Collected data
■ ■ ■ ■ ■ ■ ■

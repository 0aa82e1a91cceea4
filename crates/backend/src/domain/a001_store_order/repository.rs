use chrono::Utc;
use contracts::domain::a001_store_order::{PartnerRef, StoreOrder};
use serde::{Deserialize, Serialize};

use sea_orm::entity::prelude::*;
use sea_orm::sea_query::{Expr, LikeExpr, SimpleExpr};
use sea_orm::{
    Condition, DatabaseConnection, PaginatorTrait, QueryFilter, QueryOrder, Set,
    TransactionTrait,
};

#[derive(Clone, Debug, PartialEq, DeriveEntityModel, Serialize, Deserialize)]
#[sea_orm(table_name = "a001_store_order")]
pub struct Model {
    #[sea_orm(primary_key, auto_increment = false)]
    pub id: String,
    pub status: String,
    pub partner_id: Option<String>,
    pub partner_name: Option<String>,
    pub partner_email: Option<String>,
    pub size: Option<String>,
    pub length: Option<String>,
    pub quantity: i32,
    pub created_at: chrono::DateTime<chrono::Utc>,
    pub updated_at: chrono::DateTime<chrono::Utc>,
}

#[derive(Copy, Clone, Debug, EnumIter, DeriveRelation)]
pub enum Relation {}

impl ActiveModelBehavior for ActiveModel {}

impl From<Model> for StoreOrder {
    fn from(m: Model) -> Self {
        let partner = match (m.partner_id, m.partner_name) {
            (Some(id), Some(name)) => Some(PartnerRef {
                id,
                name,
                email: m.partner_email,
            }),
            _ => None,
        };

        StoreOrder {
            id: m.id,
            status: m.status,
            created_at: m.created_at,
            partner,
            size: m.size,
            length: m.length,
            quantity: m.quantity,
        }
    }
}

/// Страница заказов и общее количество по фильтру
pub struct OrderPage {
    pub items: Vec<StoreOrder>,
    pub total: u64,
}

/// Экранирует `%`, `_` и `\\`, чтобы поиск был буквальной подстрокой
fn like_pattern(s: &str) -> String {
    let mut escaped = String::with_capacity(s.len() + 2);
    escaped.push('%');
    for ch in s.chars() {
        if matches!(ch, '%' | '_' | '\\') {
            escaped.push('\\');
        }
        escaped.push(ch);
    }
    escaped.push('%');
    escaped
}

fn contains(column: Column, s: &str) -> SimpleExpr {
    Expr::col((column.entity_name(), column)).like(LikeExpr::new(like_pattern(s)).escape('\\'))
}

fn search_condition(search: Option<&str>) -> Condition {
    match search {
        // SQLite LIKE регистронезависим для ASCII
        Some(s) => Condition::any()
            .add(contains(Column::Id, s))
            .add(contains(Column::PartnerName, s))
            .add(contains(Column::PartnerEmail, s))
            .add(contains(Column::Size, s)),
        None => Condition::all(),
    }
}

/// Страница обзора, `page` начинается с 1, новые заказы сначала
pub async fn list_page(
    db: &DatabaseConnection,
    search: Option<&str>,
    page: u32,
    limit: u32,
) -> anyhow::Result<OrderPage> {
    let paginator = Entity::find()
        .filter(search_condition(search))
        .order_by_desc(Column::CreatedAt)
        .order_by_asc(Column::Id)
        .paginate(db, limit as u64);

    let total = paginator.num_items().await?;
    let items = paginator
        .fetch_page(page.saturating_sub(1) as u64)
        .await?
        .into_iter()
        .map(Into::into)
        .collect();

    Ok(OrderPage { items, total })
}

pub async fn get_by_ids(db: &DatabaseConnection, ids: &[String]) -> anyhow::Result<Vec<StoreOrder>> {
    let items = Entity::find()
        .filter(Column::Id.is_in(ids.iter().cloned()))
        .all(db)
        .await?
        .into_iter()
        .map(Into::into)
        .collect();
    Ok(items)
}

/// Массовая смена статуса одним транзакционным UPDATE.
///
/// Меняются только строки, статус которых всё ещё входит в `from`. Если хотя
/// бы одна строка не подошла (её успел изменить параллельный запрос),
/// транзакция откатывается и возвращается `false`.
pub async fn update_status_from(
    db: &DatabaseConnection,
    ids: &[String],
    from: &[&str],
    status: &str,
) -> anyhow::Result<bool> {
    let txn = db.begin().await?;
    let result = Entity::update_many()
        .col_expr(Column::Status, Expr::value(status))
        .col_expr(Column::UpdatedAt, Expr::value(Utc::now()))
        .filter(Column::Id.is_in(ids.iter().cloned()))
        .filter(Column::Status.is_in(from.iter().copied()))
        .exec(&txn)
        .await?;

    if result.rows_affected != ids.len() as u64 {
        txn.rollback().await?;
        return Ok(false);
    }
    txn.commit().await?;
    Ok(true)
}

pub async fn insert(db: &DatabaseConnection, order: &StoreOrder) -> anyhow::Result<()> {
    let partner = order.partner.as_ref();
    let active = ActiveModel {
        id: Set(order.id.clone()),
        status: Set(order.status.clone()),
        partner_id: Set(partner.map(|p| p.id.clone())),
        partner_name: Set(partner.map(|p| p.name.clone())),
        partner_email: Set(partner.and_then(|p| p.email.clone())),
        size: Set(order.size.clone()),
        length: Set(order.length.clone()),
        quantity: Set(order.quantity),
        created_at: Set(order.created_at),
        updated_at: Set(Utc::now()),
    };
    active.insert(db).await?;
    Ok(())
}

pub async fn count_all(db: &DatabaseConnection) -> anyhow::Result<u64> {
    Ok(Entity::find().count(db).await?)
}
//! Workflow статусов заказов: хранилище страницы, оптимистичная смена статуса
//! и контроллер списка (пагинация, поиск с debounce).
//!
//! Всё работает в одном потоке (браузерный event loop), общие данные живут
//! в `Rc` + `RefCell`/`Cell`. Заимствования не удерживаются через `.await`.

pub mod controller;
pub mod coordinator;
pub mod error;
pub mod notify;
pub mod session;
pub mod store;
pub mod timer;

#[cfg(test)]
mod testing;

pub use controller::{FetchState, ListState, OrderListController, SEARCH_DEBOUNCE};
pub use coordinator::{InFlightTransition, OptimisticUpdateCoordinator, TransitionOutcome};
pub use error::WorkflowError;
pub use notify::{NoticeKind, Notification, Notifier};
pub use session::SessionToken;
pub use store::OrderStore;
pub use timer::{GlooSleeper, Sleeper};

■ ■ ■ ■ ■ ■ ■

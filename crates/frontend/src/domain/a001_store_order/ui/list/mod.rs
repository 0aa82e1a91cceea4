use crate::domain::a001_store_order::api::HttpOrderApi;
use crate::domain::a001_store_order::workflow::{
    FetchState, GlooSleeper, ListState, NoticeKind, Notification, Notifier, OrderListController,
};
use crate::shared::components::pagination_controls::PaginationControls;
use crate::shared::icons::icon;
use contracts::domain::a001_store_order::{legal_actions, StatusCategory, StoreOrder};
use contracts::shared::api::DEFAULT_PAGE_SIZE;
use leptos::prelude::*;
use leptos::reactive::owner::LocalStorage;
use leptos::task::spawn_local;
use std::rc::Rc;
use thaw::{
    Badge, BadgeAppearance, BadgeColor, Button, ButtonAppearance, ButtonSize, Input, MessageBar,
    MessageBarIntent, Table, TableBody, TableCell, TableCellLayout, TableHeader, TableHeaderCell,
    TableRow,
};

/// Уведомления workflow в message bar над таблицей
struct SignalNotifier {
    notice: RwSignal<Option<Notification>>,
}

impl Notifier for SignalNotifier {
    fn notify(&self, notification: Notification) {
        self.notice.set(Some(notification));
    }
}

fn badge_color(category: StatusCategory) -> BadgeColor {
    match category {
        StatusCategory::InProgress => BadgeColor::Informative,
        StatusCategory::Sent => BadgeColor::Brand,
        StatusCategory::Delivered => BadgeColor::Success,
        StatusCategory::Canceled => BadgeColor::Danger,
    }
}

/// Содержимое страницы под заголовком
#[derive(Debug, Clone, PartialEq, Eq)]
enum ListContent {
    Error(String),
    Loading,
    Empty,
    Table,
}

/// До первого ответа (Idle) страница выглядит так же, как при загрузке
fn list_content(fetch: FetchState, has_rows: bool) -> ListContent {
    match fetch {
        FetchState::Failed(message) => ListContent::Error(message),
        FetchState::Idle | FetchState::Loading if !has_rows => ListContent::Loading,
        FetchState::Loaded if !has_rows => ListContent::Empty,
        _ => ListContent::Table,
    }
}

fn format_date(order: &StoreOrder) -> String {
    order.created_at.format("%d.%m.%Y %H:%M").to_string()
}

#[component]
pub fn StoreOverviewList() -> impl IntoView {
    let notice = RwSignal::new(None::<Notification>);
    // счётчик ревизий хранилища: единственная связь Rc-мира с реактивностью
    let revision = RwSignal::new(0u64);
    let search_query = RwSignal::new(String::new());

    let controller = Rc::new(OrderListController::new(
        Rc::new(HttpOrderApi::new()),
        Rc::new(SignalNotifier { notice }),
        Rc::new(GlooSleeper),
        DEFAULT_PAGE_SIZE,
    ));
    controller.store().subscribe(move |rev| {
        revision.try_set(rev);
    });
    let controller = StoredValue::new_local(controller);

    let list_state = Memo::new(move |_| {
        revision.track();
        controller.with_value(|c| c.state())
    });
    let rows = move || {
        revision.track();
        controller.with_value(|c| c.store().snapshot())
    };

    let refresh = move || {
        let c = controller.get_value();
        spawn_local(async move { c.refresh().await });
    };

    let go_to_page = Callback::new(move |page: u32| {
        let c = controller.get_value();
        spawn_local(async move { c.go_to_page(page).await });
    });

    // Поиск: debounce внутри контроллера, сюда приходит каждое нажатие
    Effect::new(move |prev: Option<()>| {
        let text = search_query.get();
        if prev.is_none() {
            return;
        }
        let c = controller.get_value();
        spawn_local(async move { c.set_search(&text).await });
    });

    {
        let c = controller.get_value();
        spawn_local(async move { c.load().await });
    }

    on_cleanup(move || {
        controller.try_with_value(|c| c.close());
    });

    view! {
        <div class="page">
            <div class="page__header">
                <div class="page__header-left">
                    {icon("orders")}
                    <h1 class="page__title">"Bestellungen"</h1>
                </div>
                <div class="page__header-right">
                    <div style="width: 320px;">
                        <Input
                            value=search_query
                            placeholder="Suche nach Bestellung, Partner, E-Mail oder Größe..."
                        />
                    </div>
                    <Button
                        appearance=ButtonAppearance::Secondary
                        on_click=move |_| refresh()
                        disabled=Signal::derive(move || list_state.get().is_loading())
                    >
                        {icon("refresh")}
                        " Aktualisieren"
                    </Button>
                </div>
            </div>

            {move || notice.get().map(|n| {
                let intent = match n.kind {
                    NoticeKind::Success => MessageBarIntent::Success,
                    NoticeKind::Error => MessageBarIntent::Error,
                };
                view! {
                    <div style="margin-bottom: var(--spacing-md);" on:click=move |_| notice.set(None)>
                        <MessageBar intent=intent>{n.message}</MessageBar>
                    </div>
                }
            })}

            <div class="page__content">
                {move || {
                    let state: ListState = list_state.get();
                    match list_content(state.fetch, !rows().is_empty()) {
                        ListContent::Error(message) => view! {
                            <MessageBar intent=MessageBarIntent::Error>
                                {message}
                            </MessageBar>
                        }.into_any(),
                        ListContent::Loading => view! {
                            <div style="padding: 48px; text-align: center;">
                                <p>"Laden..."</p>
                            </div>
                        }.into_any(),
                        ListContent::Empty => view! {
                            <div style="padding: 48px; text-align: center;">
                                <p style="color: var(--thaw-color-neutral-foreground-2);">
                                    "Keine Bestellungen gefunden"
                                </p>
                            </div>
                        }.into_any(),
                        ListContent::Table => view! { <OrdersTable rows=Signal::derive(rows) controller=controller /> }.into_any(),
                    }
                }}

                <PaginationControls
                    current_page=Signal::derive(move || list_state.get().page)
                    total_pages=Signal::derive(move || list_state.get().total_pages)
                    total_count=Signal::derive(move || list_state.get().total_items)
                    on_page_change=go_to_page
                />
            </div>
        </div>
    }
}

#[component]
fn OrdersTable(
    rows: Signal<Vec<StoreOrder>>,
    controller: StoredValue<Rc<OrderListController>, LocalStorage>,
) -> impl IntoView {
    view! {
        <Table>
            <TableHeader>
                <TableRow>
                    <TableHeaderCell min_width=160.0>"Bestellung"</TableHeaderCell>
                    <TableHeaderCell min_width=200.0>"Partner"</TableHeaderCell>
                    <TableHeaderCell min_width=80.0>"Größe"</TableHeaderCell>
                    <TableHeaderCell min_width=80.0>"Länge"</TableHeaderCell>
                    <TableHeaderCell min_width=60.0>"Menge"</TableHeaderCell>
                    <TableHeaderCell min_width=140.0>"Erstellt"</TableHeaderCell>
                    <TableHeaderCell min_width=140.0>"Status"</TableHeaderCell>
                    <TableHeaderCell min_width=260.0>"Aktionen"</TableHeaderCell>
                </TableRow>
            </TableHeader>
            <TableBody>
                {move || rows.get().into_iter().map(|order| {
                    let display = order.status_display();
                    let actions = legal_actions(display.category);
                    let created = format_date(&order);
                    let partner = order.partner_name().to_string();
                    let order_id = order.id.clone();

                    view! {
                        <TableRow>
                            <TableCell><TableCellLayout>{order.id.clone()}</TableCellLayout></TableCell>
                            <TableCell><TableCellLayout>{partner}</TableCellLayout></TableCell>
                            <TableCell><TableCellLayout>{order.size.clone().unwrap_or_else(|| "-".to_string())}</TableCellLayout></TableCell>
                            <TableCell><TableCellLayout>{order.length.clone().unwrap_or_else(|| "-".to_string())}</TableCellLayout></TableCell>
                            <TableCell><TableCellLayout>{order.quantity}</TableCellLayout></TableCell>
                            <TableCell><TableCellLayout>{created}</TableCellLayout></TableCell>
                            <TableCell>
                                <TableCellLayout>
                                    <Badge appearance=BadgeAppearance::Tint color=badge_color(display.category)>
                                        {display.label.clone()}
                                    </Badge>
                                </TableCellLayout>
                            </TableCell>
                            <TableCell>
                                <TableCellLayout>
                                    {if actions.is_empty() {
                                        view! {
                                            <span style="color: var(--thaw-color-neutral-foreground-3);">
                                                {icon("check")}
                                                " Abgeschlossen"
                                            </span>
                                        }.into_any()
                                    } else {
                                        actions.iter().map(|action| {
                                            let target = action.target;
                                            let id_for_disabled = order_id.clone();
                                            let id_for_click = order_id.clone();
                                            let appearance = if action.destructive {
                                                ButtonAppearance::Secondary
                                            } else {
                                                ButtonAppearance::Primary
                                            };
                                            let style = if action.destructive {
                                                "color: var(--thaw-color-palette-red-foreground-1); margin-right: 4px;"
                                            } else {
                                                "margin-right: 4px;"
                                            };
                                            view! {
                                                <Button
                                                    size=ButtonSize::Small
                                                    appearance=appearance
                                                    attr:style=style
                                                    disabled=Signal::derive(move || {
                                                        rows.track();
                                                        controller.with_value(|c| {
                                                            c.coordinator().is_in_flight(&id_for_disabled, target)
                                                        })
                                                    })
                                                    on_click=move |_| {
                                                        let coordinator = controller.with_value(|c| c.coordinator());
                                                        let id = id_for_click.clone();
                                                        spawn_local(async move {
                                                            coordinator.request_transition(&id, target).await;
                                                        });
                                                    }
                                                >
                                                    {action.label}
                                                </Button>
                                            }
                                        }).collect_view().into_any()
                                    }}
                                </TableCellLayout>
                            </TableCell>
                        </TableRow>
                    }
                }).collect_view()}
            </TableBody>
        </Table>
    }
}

■ ■ ■ ■ ■ ■ ■

## [What to produce]
Where in the entries above does the word "TableRow" appear? Copy each line that has it.

## [Output of the task]
    TableRow,
                <TableRow>
                </TableRow>
                        <TableRow>
                        </TableRow>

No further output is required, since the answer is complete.